Exercise: Output only the stretch of the listing that starts at the line containing "fn drop(&mut self)" and ends at the line containing "pub mod use_cases;", reproduced exactly with both ends.

─── Material for this exercise

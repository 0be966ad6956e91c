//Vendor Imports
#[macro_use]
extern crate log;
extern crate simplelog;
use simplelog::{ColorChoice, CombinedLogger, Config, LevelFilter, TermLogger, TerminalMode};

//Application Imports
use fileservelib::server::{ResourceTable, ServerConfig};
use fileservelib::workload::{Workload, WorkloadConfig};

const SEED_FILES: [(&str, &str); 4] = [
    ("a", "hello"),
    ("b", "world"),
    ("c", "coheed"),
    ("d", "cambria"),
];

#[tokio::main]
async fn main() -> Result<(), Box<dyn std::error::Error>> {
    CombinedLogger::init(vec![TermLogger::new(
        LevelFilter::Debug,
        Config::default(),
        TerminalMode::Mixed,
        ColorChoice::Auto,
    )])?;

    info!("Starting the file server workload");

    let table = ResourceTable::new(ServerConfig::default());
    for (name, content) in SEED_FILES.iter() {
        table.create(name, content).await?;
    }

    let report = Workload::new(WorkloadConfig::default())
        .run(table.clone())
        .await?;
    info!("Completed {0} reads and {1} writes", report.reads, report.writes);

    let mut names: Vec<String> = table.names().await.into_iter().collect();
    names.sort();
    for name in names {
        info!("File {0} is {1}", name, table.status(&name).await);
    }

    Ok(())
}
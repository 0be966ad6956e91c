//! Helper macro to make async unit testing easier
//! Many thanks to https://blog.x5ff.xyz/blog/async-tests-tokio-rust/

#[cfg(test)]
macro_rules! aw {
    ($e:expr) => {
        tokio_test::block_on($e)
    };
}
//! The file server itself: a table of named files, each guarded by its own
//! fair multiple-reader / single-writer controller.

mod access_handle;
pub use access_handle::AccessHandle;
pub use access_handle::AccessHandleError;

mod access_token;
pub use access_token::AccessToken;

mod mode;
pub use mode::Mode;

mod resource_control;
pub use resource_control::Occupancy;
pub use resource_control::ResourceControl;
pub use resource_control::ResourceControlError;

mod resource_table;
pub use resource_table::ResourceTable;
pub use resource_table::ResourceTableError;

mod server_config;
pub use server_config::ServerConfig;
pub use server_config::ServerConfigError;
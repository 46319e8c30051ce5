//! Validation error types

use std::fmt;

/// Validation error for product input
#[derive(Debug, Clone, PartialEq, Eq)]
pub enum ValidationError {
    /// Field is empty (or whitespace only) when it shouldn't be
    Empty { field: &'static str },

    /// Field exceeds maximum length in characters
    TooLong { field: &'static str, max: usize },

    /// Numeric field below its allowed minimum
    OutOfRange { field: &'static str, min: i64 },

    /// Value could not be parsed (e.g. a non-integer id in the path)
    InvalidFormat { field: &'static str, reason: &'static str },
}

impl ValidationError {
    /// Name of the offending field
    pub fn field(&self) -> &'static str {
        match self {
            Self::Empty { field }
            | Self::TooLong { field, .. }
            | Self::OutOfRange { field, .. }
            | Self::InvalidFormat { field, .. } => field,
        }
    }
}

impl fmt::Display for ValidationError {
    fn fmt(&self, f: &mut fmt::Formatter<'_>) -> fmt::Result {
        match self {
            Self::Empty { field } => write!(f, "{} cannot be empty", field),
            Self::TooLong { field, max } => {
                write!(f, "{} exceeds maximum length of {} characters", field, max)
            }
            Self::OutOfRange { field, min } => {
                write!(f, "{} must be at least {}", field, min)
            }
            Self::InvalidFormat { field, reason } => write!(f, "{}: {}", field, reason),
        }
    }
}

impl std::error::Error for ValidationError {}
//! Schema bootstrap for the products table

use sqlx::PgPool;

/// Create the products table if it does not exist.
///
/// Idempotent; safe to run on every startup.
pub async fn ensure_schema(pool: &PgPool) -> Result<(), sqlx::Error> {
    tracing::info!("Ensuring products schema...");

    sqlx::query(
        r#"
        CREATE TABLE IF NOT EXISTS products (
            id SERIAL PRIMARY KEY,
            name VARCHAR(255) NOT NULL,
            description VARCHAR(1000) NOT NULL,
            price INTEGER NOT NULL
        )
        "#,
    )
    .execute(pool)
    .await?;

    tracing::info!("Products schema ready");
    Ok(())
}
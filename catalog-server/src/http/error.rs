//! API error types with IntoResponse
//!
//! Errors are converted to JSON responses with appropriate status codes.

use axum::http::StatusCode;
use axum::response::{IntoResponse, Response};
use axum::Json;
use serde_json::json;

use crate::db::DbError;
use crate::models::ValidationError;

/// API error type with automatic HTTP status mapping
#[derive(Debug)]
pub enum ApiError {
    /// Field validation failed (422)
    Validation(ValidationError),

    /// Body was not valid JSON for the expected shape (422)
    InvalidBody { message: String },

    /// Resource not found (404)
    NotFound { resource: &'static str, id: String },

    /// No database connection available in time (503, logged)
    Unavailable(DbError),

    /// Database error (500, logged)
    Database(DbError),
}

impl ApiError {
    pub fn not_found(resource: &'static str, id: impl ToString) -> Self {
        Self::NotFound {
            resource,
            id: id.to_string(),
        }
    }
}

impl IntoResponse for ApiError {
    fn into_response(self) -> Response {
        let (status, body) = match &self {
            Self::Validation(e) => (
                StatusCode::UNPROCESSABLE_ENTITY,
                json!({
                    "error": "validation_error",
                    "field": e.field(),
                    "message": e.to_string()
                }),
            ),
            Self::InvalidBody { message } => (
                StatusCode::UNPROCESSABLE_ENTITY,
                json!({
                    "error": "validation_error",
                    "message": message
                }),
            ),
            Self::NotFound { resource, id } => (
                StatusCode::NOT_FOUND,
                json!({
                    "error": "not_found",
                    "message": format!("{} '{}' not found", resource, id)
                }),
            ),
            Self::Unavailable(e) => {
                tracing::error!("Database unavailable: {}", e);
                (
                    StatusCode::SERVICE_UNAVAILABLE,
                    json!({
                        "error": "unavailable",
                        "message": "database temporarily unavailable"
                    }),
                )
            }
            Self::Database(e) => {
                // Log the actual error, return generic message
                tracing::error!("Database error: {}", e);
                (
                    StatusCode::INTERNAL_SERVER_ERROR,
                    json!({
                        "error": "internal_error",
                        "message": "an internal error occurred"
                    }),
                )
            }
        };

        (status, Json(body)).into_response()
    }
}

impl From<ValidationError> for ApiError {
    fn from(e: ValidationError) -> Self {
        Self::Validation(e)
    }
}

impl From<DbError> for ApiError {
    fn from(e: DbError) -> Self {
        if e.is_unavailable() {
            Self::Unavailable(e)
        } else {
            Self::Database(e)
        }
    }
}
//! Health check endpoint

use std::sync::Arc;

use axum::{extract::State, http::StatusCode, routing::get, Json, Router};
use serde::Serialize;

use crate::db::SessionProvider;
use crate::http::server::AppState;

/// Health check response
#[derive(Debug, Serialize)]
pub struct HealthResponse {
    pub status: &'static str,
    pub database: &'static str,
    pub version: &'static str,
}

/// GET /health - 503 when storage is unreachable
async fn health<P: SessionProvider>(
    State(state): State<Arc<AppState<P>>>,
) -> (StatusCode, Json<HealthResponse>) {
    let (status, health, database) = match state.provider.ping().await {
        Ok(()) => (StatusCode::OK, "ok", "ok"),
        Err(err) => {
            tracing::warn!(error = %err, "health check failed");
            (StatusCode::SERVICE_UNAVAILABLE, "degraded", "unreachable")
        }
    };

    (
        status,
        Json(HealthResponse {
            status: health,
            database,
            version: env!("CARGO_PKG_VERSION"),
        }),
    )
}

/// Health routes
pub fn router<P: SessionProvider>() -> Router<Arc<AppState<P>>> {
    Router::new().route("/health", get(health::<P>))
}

──────
─── Material for this exercise

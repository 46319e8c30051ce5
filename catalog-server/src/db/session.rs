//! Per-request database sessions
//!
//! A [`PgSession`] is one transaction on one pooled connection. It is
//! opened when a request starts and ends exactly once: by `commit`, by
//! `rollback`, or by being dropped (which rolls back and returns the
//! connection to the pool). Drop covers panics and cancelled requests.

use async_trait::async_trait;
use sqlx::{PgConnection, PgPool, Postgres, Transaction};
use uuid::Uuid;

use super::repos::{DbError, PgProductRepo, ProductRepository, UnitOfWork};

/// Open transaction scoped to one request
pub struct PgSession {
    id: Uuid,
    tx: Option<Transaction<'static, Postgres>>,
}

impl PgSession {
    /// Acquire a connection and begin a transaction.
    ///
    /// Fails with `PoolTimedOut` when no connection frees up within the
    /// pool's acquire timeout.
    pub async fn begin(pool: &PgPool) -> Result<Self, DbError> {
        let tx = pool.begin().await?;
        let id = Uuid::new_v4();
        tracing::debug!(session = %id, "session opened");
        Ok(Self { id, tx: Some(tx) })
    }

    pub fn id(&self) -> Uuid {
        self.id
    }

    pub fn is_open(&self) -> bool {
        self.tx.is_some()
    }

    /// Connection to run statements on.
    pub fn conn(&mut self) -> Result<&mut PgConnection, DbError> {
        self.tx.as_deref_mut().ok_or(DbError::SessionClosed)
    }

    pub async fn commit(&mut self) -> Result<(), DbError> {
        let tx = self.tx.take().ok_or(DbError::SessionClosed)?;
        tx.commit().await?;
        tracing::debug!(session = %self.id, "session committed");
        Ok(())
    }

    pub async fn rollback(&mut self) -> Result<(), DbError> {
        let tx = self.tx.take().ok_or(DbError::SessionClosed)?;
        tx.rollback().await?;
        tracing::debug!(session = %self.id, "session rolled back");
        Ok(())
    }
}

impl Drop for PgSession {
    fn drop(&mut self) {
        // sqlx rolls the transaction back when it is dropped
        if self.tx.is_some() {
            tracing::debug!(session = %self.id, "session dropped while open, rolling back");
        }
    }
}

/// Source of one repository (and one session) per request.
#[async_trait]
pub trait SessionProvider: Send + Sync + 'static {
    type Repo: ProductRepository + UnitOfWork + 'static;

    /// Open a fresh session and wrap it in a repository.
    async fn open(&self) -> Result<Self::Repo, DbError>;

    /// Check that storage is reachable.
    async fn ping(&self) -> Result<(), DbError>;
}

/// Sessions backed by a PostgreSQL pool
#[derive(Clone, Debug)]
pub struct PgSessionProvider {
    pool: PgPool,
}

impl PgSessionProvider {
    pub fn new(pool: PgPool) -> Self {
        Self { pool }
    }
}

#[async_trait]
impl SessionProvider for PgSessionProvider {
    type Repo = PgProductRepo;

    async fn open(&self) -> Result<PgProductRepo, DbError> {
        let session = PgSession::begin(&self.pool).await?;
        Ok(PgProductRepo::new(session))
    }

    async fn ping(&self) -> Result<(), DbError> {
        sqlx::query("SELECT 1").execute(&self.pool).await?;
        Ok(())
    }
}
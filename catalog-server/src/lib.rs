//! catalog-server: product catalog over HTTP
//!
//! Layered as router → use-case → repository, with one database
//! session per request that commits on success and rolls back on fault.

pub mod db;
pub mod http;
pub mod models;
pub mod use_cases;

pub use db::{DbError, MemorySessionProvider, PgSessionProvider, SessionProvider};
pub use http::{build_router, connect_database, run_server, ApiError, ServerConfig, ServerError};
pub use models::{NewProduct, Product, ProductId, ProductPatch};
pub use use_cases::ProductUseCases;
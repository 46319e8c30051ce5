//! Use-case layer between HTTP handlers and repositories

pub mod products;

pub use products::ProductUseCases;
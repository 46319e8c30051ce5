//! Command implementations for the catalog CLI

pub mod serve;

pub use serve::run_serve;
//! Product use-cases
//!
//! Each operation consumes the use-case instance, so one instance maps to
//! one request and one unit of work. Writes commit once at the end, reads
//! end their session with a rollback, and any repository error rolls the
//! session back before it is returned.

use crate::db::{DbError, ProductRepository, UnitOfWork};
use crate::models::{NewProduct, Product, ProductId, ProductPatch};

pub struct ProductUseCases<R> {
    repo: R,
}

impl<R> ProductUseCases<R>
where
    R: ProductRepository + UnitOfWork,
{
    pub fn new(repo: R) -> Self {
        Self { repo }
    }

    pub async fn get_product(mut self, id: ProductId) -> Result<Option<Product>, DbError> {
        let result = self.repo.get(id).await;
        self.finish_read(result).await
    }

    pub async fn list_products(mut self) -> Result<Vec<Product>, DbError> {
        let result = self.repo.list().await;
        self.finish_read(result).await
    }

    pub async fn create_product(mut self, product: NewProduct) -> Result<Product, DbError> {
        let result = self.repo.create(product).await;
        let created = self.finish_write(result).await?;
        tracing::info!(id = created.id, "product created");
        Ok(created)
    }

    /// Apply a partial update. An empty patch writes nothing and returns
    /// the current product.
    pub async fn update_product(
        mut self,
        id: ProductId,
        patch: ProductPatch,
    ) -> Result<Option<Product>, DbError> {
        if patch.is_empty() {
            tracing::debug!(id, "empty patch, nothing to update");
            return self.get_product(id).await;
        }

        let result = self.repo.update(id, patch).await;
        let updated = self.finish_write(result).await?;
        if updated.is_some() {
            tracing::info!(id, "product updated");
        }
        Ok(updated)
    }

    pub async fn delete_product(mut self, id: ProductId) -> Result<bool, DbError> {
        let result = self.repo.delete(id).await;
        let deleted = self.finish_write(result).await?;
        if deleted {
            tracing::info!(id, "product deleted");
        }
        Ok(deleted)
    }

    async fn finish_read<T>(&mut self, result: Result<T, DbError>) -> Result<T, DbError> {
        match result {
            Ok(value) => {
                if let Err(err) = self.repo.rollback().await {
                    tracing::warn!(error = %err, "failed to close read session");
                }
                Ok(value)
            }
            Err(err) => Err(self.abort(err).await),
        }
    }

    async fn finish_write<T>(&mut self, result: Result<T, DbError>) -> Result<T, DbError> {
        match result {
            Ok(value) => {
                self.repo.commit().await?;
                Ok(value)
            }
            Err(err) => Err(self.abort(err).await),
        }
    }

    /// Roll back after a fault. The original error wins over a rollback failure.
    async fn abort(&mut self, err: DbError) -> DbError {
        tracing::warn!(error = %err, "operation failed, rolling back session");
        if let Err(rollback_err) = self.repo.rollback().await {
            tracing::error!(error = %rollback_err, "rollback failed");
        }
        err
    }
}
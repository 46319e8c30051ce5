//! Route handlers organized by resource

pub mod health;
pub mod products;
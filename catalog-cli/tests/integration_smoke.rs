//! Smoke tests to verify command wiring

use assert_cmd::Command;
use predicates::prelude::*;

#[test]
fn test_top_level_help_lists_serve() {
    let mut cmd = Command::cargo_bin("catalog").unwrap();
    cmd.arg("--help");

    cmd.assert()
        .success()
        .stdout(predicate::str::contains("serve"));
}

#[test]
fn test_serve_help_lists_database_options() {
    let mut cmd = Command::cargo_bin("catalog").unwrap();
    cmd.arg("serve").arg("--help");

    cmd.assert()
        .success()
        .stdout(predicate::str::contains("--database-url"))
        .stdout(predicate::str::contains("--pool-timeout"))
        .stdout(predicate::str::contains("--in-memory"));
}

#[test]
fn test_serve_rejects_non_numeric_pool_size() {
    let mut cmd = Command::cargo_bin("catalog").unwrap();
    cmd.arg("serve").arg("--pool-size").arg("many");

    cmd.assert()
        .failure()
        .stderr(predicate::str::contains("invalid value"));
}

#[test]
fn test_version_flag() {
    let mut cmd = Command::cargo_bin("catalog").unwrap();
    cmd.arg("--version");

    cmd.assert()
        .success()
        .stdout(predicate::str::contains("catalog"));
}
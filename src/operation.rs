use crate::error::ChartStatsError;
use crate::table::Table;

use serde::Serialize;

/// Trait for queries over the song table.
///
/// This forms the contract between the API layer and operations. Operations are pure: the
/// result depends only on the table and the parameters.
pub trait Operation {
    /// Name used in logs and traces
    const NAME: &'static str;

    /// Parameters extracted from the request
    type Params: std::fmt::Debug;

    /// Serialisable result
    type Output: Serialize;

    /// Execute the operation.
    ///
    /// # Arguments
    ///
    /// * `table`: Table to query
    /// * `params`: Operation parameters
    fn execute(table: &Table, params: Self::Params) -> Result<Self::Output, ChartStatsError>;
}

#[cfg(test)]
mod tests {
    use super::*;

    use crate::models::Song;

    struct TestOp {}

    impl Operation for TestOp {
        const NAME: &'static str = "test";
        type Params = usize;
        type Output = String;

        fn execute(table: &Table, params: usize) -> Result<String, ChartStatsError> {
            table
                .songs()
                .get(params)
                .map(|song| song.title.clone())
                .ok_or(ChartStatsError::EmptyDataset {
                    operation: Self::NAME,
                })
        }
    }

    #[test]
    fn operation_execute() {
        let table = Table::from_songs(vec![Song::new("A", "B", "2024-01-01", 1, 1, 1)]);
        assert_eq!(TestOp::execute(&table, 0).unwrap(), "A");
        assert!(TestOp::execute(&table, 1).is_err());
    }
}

──────

Solution for this task:
    fn drop(&mut self) {
        // sqlx rolls the transaction back when it is dropped
        if self.tx.is_some() {
            tracing::debug!(session = %self.id, "session dropped while open, rolling back");
        }
    }
}

/// Source of one repository (and one session) per request.
#[async_trait]
pub trait SessionProvider: Send + Sync + 'static {
    type Repo: ProductRepository + UnitOfWork + 'static;

    /// Open a fresh session and wrap it in a repository.
    async fn open(&self) -> Result<Self::Repo, DbError>;

    /// Check that storage is reachable.
    async fn ping(&self) -> Result<(), DbError>;
}

/// Sessions backed by a PostgreSQL pool
#[derive(Clone, Debug)]
pub struct PgSessionProvider {
    pool: PgPool,
}

impl PgSessionProvider {
    pub fn new(pool: PgPool) -> Self {
        Self { pool }
    }
}

#[async_trait]
impl SessionProvider for PgSessionProvider {
    type Repo = PgProductRepo;

    async fn open(&self) -> Result<PgProductRepo, DbError> {
        let session = PgSession::begin(&self.pool).await?;
        Ok(PgProductRepo::new(session))
    }

    async fn ping(&self) -> Result<(), DbError> {
        sqlx::query("SELECT 1").execute(&self.pool).await?;
        Ok(())
    }
}
filename catalog-server/src/lib.rs
//! catalog-server: product catalog over HTTP
//!
//! Layered as router → use-case → repository, with one database
//! session per request that commits on success and rolls back on fault.

pub mod db;
pub mod http;
pub mod models;
pub mod use_cases;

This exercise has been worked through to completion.